» EXERCISE DESCRIPTION
Return the run of lines below that opens with the line containing "a quote section." and closes with the line containing "StrGt, StrLe, StrGe]);", keeping each one exact.

________

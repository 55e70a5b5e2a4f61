//! Numeric literal scanning.

use super::Lexer;
use camel_core::lang::kinds::SyntaxKind;

impl<'a> Lexer<'a> {
    /// Scan a number whose first character (`first`) was already consumed.
    ///
    /// Handles `0x1F`, `0b101`, `0o17`/`017`, `1_000`, `1.5e-3`, `.5` and version literals like `1.2.3`.
    /// `1..5` is a range, not a float.
    pub(super) fn scan_number(&mut self, first: char) -> SyntaxKind {
        if first == '.' {
            self.advance_while(is_digit_or_sep);
            self.scan_exponent();
            return SyntaxKind::Number;
        }

        if first == '0' {
            let next = self.peek_next();
            match self.peek() {
                Some('x' | 'X') if next.is_some_and(|c| c.is_ascii_hexdigit()) => {
                    self.advance();
                    self.advance_while(|c| c.is_ascii_hexdigit() || c == '_');
                    return SyntaxKind::NumberHex;
                }
                Some('b' | 'B') if next.is_some_and(|c| c == '0' || c == '1') => {
                    self.advance();
                    self.advance_while(|c| c == '0' || c == '1' || c == '_');
                    return SyntaxKind::NumberBin;
                }
                Some('o' | 'O') if next.is_some_and(is_octal) => {
                    self.advance();
                    self.advance_while(|c| is_octal(c) || c == '_');
                    return SyntaxKind::NumberOct;
                }
                Some(c) if is_octal(c) => {
                    self.advance_while(|c| is_octal(c) || c == '_');
                    if !self.peek().is_some_and(|c| c.is_ascii_digit()) {
                        return SyntaxKind::NumberOct;
                    }
                }
                _ => {}
            }
        }

        self.advance_while(is_digit_or_sep);

        if self.peek() == Some('.') && self.peek_next().is_some_and(|c| c.is_ascii_digit()) {
            self.advance();
            self.advance_while(is_digit_or_sep);
            if self.peek() == Some('.') && self.peek_next().is_some_and(|c| c.is_ascii_digit()) {
                self.scan_version_tail();
                return SyntaxKind::NumberVersion;
            }
        }

        self.scan_exponent();
        SyntaxKind::Number
    }

    fn scan_exponent(&mut self) {
        if !matches!(self.peek(), Some('e' | 'E')) {
            return;
        }
        let digit_at = match self.peek_next() {
            Some('+' | '-') => 2,
            _ => 1,
        };
        if self.peek_nth(digit_at).is_some_and(|c| c.is_ascii_digit()) {
            for _ in 0..digit_at {
                self.advance();
            }
            self.advance_while(is_digit_or_sep);
        }
    }
}

fn is_digit_or_sep(c: char) -> bool {
    c.is_ascii_digit() || c == '_'
}

fn is_octal(c: char) -> bool {
    ('0'..='7').contains(&c)
}
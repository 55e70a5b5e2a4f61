//! Named, immutable groupings of [`SyntaxKind`]s.
//!
//! Every set is a `const` bitset built at compile time from a list of kinds or from unions/differences of other sets,
//! so membership tests are a shift and a mask and nothing is allocated at runtime.
//!
//! ## Examples
//! ```rust
//! use camel_core::lang::kinds::SyntaxKind;
//! use camel_core::lang::token_sets::{QUOTE_OPENERS, UNCHAINABLE_OPERATORS};
//!
//! assert!(QUOTE_OPENERS.contains(SyntaxKind::KwQq));
//! assert!(UNCHAINABLE_OPERATORS.contains(SyntaxKind::NumCmp));
//! assert!(!UNCHAINABLE_OPERATORS.contains(SyntaxKind::NumEq));
//! ```

use super::kinds::SyntaxKind;
use SyntaxKind::*;

const WORDS: usize = 10;

/// A set of kinds backed by a fixed bitset.
#[derive(Clone, Copy, PartialEq, Eq, Hash)]
pub struct TokenSet([u64; WORDS]);

impl TokenSet {
    /// The empty set.
    pub const EMPTY: TokenSet = TokenSet([0; WORDS]);

    /// Build a set from a list of kinds.
    pub const fn new(kinds: &[SyntaxKind]) -> TokenSet {
        let mut bits = [0u64; WORDS];
        let mut i = 0;
        while i < kinds.len() {
            let raw = kinds[i] as usize;
            bits[raw / 64] |= 1 << (raw % 64);
            i += 1;
        }
        TokenSet(bits)
    }

    /// Kinds present in either set.
    pub const fn union(self, other: TokenSet) -> TokenSet {
        let mut bits = self.0;
        let mut i = 0;
        while i < WORDS {
            bits[i] |= other.0[i];
            i += 1;
        }
        TokenSet(bits)
    }

    /// Kinds present in `self` but not in `other`.
    pub const fn difference(self, other: TokenSet) -> TokenSet {
        let mut bits = self.0;
        let mut i = 0;
        while i < WORDS {
            bits[i] &= !other.0[i];
            i += 1;
        }
        TokenSet(bits)
    }

    /// Membership test.
    pub const fn contains(&self, kind: SyntaxKind) -> bool {
        let raw = kind as usize;
        raw / 64 < WORDS && self.0[raw / 64] & (1 << (raw % 64)) != 0
    }

    /// Iterate over the members in ascending discriminant order.
    pub fn iter(&self) -> impl Iterator<Item = SyntaxKind> + '_ {
        SyntaxKind::ALL.iter().copied().filter(|kind| self.contains(*kind))
    }
}

impl std::fmt::Debug for TokenSet {
    fn fmt(&self, f: &mut std::fmt::Formatter<'_>) -> std::fmt::Result {
        f.debug_set().entries(self.iter()).finish()
    }
}

// ============================================================================
// Trivia
// ============================================================================

/// Whitespace and comments in the narrow sense.
pub const WHITESPACE_AND_COMMENTS: TokenSet = TokenSet::new(&[Whitespace, CommentLine]);

/// Heredoc body kinds (composite).
pub const HEREDOC_BODIES: TokenSet = TokenSet::new(&[Heredoc, HeredocQq, HeredocQx]);

/// Heredoc terminator tokens.
pub const HEREDOC_ENDS: TokenSet = TokenSet::new(&[HeredocEnd]);

/// Everything the grammar skips over: whitespace, comments, POD, annotations, heredoc bodies and data sections.
pub const TRIVIA: TokenSet = WHITESPACE_AND_COMMENTS
    .union(TokenSet::new(&[
        Pod,
        AnnotationKey,
        AnnotationValue,
        Annotation,
        DataMarker,
        DataContent,
        DataSection,
    ]))
    .union(HEREDOC_BODIES)
    .union(HEREDOC_ENDS);

// ============================================================================
// Quotes and strings
// ============================================================================

/// Quote keywords taking a single delimited section.
pub const SIMPLE_QUOTE_OPENERS: TokenSet = TokenSet::new(&[KwQ, KwQq, KwQx, KwQw, KwQr, KwM]);

/// Quote keywords taking two sections: `s///`, `tr///`, `y///`.
pub const COMPLEX_QUOTE_OPENERS: TokenSet = TokenSet::new(&[KwS, KwTr, KwY]);

/// All quote-like keywords.
pub const QUOTE_OPENERS: TokenSet = SIMPLE_QUOTE_OPENERS.union(COMPLEX_QUOTE_OPENERS);

/// Punctuation that opens a quote without a keyword.
pub const QUOTE_PUNCT_OPENERS: TokenSet =
    TokenSet::new(&[QuoteSingleOpen, QuoteDoubleOpen, QuoteTickOpen, RegexQuoteOpen]);

/// Any token a quote composite may start with.
pub const QUOTE_STARTS: TokenSet = QUOTE_OPENERS.union(QUOTE_PUNCT_OPENERS);

/// Backslash escapes with meaning inside interpolated strings.
pub const STRING_SPECIALS: TokenSet = TokenSet::new(&[
    StringSpecialLf,
    StringSpecialTab,
    StringSpecialCr,
    StringSpecialFormFeed,
    StringSpecialBackspace,
    StringSpecialAlarm,
    StringSpecialEscape,
    StringSpecialHex,
    StringSpecialOct,
    StringSpecialCharName,
    StringSpecialControl,
    StringSpecialUpper,
    StringSpecialLower,
    StringSpecialUpperFirst,
    StringSpecialLowerFirst,
    StringSpecialQuote,
    StringSpecialFoldCase,
    StringSpecialEnd,
    StringEscapedChar,
]);

/// Plain string content kinds.
pub const STRING_CONTENT: TokenSet = TokenSet::new(&[StringContent, StringContentQq, StringContentXq]);

/// Everything that may appear inside a heredoc body.
pub const HEREDOC_BODY_PARTS: TokenSet = STRING_CONTENT.union(STRING_SPECIALS);

/// Pattern content.
pub const REGEX_CONTENT: TokenSet = TokenSet::new(&[RegexContent]);

/// Content tokens of a quote section.
pub const QUOTE_CONTENT: TokenSet = STRING_CONTENT.union(STRING_SPECIALS).union(REGEX_CONTENT);

/// Quote composites.
pub const QUOTE_LITERALS: TokenSet = TokenSet::new(&[
    StringSq,
    StringDq,
    StringXq,
    StringList,
    RegexMatch,
    RegexCompile,
    RegexReplace,
    Transliteration,
]);

/// Heredoc declarations and bodies.
pub const HEREDOC_COMPOSITES: TokenSet = HEREDOC_BODIES.union(TokenSet::new(&[HeredocDeclaration]));

/// Every composite token kind.
pub const COMPOSITE_LITERALS: TokenSet = QUOTE_LITERALS
    .union(HEREDOC_BODIES)
    .union(TokenSet::new(&[HeredocDeclaration, Annotation, TemplateRegion, DataSection]));

// ============================================================================
// Operators
// ============================================================================

/// Assignment operators.
pub const ASSIGN_OPERATORS: TokenSet = TokenSet::new(&[
    Assign,
    PlusAssign,
    MinusAssign,
    StarAssign,
    SlashAssign,
    PercentAssign,
    PowAssign,
    ConcatAssign,
    RepeatAssign,
    AndAndAssign,
    OrOrAssign,
    DefinedOrAssign,
    BitAndAssign,
    BitOrAssign,
    BitXorAssign,
    ShiftLeftAssign,
    ShiftRightAssign,
]);

/// `== != <=> eq ne cmp ~~`
pub const EQUALITY_OPERATORS: TokenSet = TokenSet::new(&[NumEq, NumNe, NumCmp, StrEq, StrNe, StrCmp, SmartMatch]);

/// `< > <= >= lt gt le ge`
pub const RELATIONAL_OPERATORS: TokenSet =
    TokenSet::new(&[NumLt, NumGt, NumLe, NumGe, StrLt, StrGt, StrLe, StrGe]);

/// Comparison operators that may not be chained without parentheses.
pub const UNCHAINABLE_OPERATORS: TokenSet = TokenSet::new(&[NumCmp, StrCmp, SmartMatch]);

/// Word operators: `lt gt le ge eq ne cmp and or xor not isa x`.
pub const WORD_OPERATORS: TokenSet = TokenSet::new(&[
    StrLt, StrGt, StrLe, StrGe, StrEq, StrNe, StrCmp, LowAnd, LowOr, LowXor, LowNot, Isa, Repeat,
]);

/// Every operator token.
pub const OPERATORS: TokenSet = ASSIGN_OPERATORS
    .union(EQUALITY_OPERATORS)
    .union(RELATIONAL_OPERATORS)
    .union(WORD_OPERATORS)
    .union(TokenSet::new(&[
        OrOr, DefinedOr, AndAnd, BitOr, BitXor, BitAnd, ShiftLeft, ShiftRight, Plus, Minus, Concat, Star, Slash,
        Percent, Match, NotMatch, Not, Tilde, Pow, PlusPlus, MinusMinus, Range, Ellipsis, FileTest, Arrow,
        Backslash, Question, Colon, Comma, FatComma,
    ]));

// ============================================================================
// Keywords
// ============================================================================

/// `my our local state`
pub const VARIABLE_DECLARATORS: TokenSet = TokenSet::new(&[KwMy, KwOur, KwLocal, KwState]);

/// Keywords that open a compound statement.
pub const COMPOUND_KEYWORDS: TokenSet = TokenSet::new(&[
    KwIf, KwUnless, KwWhile, KwUntil, KwFor, KwForeach, KwGiven, KwWhen, KwDefault,
]);

/// Keywords introducing a named code definition.
pub const SUB_LIKE_KEYWORDS: TokenSet = TokenSet::new(&[KwSub, KwMethod, KwFunc]);

/// Keywords valid as statement modifiers.
pub const STATEMENT_MODIFIERS: TokenSet =
    TokenSet::new(&[KwIf, KwUnless, KwWhile, KwUntil, KwFor, KwForeach, KwWhen]);

/// `try catch finally`
pub const TRY_CATCH_KEYWORDS: TokenSet = TokenSet::new(&[KwTry, KwCatch, KwFinally]);

/// `async await`
pub const ASYNC_KEYWORDS: TokenSet = TokenSet::new(&[KwAsync, KwAwait]);

/// Moose sugar.
pub const MOOSE_KEYWORDS: TokenSet = TokenSet::new(&[
    KwHas, KwExtends, KwWith, KwBefore, KwAfter, KwAround, KwOverride, KwAugment, KwSuper, KwInner,
]);

/// Moose declarations taking a list.
pub const MOOSE_LIST_KEYWORDS: TokenSet =
    TokenSet::new(&[KwHas, KwExtends, KwWith, KwBefore, KwAfter, KwAround, KwOverride, KwAugment]);

/// Built-ins parsed as named unary operators.
pub const NAMED_UNARY_KEYWORDS: TokenSet = TokenSet::new(&[
    KwUndef, KwDefined, KwShift, KwPop, KwScalar, KwKeys, KwValues, KwEach, KwDelete, KwExists, KwRef, KwRequire,
]);

/// Built-ins parsed as list operators.
pub const LIST_OPERATOR_KEYWORDS: TokenSet =
    TokenSet::new(&[KwPrint, KwSay, KwPrintf, KwPush, KwUnshift, KwSplice, KwBless, KwDie, KwWarn]);

/// Built-ins accepting an optional leading filehandle.
pub const PRINT_KEYWORDS: TokenSet = TokenSet::new(&[KwPrint, KwSay, KwPrintf]);

/// `sort map grep`
pub const BLOCK_LIST_KEYWORDS: TokenSet = TokenSet::new(&[KwSort, KwMap, KwGrep]);

/// `last next redo goto`
pub const LOOP_CONTROL_KEYWORDS: TokenSet = TokenSet::new(&[KwLast, KwNext, KwRedo, KwGoto]);

/// Keywords that start a simple (non-compound) statement.
pub const STATEMENT_KEYWORDS: TokenSet = TokenSet::new(&[
    KwPackage, KwUse, KwNo, KwRequire, KwReturn, KwLast, KwNext, KwRedo, KwGoto,
]);

/// Every keyword kind.
pub const KEYWORDS: TokenSet = VARIABLE_DECLARATORS
    .union(COMPOUND_KEYWORDS)
    .union(SUB_LIKE_KEYWORDS)
    .union(TRY_CATCH_KEYWORDS)
    .union(ASYNC_KEYWORDS)
    .union(MOOSE_KEYWORDS)
    .union(NAMED_UNARY_KEYWORDS)
    .union(LIST_OPERATOR_KEYWORDS)
    .union(BLOCK_LIST_KEYWORDS)
    .union(LOOP_CONTROL_KEYWORDS)
    .union(QUOTE_OPENERS)
    .union(TokenSet::new(&[
        KwPackage, KwUse, KwNo, KwElsif, KwElse, KwDo, KwEval, KwReturn, KwContinue, KwWantarray,
    ]));

// ============================================================================
// Names and variables
// ============================================================================

/// Variable sigils.
pub const SIGILS: TokenSet =
    TokenSet::new(&[ScalarSigil, ArraySigil, HashSigil, GlobSigil, CodeSigil, ArrayIndexSigil]);

/// The name part of a variable.
pub const VARIABLE_NAMES: TokenSet = TokenSet::new(&[VariableName]);

/// Name tokens that carry user identifiers.
pub const NAME_TOKENS: TokenSet = TokenSet::new(&[VariableName, Identifier, PackageName, SubName]);

/// Numeric literals.
pub const NUMBERS: TokenSet = TokenSet::new(&[Number, NumberHex, NumberBin, NumberOct, NumberVersion]);

// ============================================================================
// Parser-facing groups
// ============================================================================

/// Node kinds whose contents are parsed on demand.
pub const LAZY_CODE_BLOCKS: TokenSet = TokenSet::new(&[LazyBlock]);

/// Element kinds the reparse analyzer may re-lex in isolation.
pub const REPARSABLE_LEAVES: TokenSet = QUOTE_LITERALS
    .union(HEREDOC_BODIES)
    .union(NAME_TOKENS)
    .union(LAZY_CODE_BLOCKS)
    .union(TokenSet::new(&[Pod, AnnotationValue, Annotation, TemplateRegion]));

/// Tokens that begin a statement; error recovery stops in front of them.
pub const STATEMENT_RECOVERY: TokenSet = VARIABLE_DECLARATORS
    .union(COMPOUND_KEYWORDS)
    .union(SUB_LIKE_KEYWORDS)
    .union(TokenSet::new(&[
        KwPackage,
        KwUse,
        KwNo,
        KwReturn,
        KwTry,
        SpecialBlockName,
        TemplateRegion,
        Semicolon,
        RBrace,
    ]));

/// Tokens that can start a term.
pub const TERM_STARTS: TokenSet = SIGILS
    .union(NUMBERS)
    .union(QUOTE_LITERALS)
    .union(VARIABLE_DECLARATORS)
    .union(NAMED_UNARY_KEYWORDS)
    .union(LIST_OPERATOR_KEYWORDS)
    .union(BLOCK_LIST_KEYWORDS)
    .union(LOOP_CONTROL_KEYWORDS)
    .union(TokenSet::new(&[
        HeredocDeclaration,
        Identifier,
        PackageName,
        TagConstant,
        LParen,
        LBracket,
        LBrace,
        Backslash,
        Not,
        Tilde,
        Minus,
        Plus,
        PlusPlus,
        MinusMinus,
        FileTest,
        Readline,
        KwSub,
        KwDo,
        KwEval,
        KwReturn,
        KwWantarray,
        KwAwait,
        KwSuper,
        KwInner,
    ]));

#[cfg(test)]
mod tests {
    use super::*;

    #[test]
    fn test_union_and_difference() {
        let a = TokenSet::new(&[Plus, Minus]);
        let b = TokenSet::new(&[Minus, Star]);
        let u = a.union(b);
        assert!(u.contains(Plus) && u.contains(Minus) && u.contains(Star));
        let d = u.difference(b);
        assert!(d.contains(Plus));
        assert!(!d.contains(Minus));
        assert!(!d.contains(Star));
    }

    #[test]
    fn test_highest_kind_fits() {
        let last = SyntaxKind::ALL.iter().copied().max().unwrap_or(Eof);
        let set = TokenSet::new(&[last]);
        assert!(set.contains(last));
    }

    #[test]
    fn test_trivia_excludes_code() {
        assert!(TRIVIA.contains(Heredoc));
        assert!(TRIVIA.contains(HeredocEnd));
        assert!(!TRIVIA.contains(HeredocDeclaration));
        assert!(!TRIVIA.contains(Semicolon));
    }

    #[test]
    fn test_quote_sets_partition() {
        for kind in QUOTE_OPENERS.iter() {
            assert!(SIMPLE_QUOTE_OPENERS.contains(kind) != COMPLEX_QUOTE_OPENERS.contains(kind));
        }
        assert_eq!(QUOTE_OPENERS.iter().count(), 9);
    }

    #[test]
    fn test_iter_is_sorted() {
        let kinds: Vec<_> = UNCHAINABLE_OPERATORS.iter().collect();
        assert_eq!(kinds, vec![NumCmp, StrCmp, SmartMatch]);
    }
}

________

» RESPONSE
/// Content tokens of a quote section.
pub const QUOTE_CONTENT: TokenSet = STRING_CONTENT.union(STRING_SPECIALS).union(REGEX_CONTENT);

/// Quote composites.
pub const QUOTE_LITERALS: TokenSet = TokenSet::new(&[
    StringSq,
    StringDq,
    StringXq,
    StringList,
    RegexMatch,
    RegexCompile,
    RegexReplace,
    Transliteration,
]);

/// Heredoc declarations and bodies.
pub const HEREDOC_COMPOSITES: TokenSet = HEREDOC_BODIES.union(TokenSet::new(&[HeredocDeclaration]));

/// Every composite token kind.
pub const COMPOSITE_LITERALS: TokenSet = QUOTE_LITERALS
    .union(HEREDOC_BODIES)
    .union(TokenSet::new(&[HeredocDeclaration, Annotation, TemplateRegion, DataSection]));

// ============================================================================
// Operators
// ============================================================================

/// Assignment operators.
pub const ASSIGN_OPERATORS: TokenSet = TokenSet::new(&[
    Assign,
    PlusAssign,
    MinusAssign,
    StarAssign,
    SlashAssign,
    PercentAssign,
    PowAssign,
    ConcatAssign,
    RepeatAssign,
    AndAndAssign,
    OrOrAssign,
    DefinedOrAssign,
    BitAndAssign,
    BitOrAssign,
    BitXorAssign,
    ShiftLeftAssign,
    ShiftRightAssign,
]);

/// `== != <=> eq ne cmp ~~`
pub const EQUALITY_OPERATORS: TokenSet = TokenSet::new(&[NumEq, NumNe, NumCmp, StrEq, StrNe, StrCmp, SmartMatch]);

/// `< > <= >= lt gt le ge`
pub const RELATIONAL_OPERATORS: TokenSet =
    TokenSet::new(&[NumLt, NumGt, NumLe, NumGe, StrLt, StrGt, StrLe, StrGe]);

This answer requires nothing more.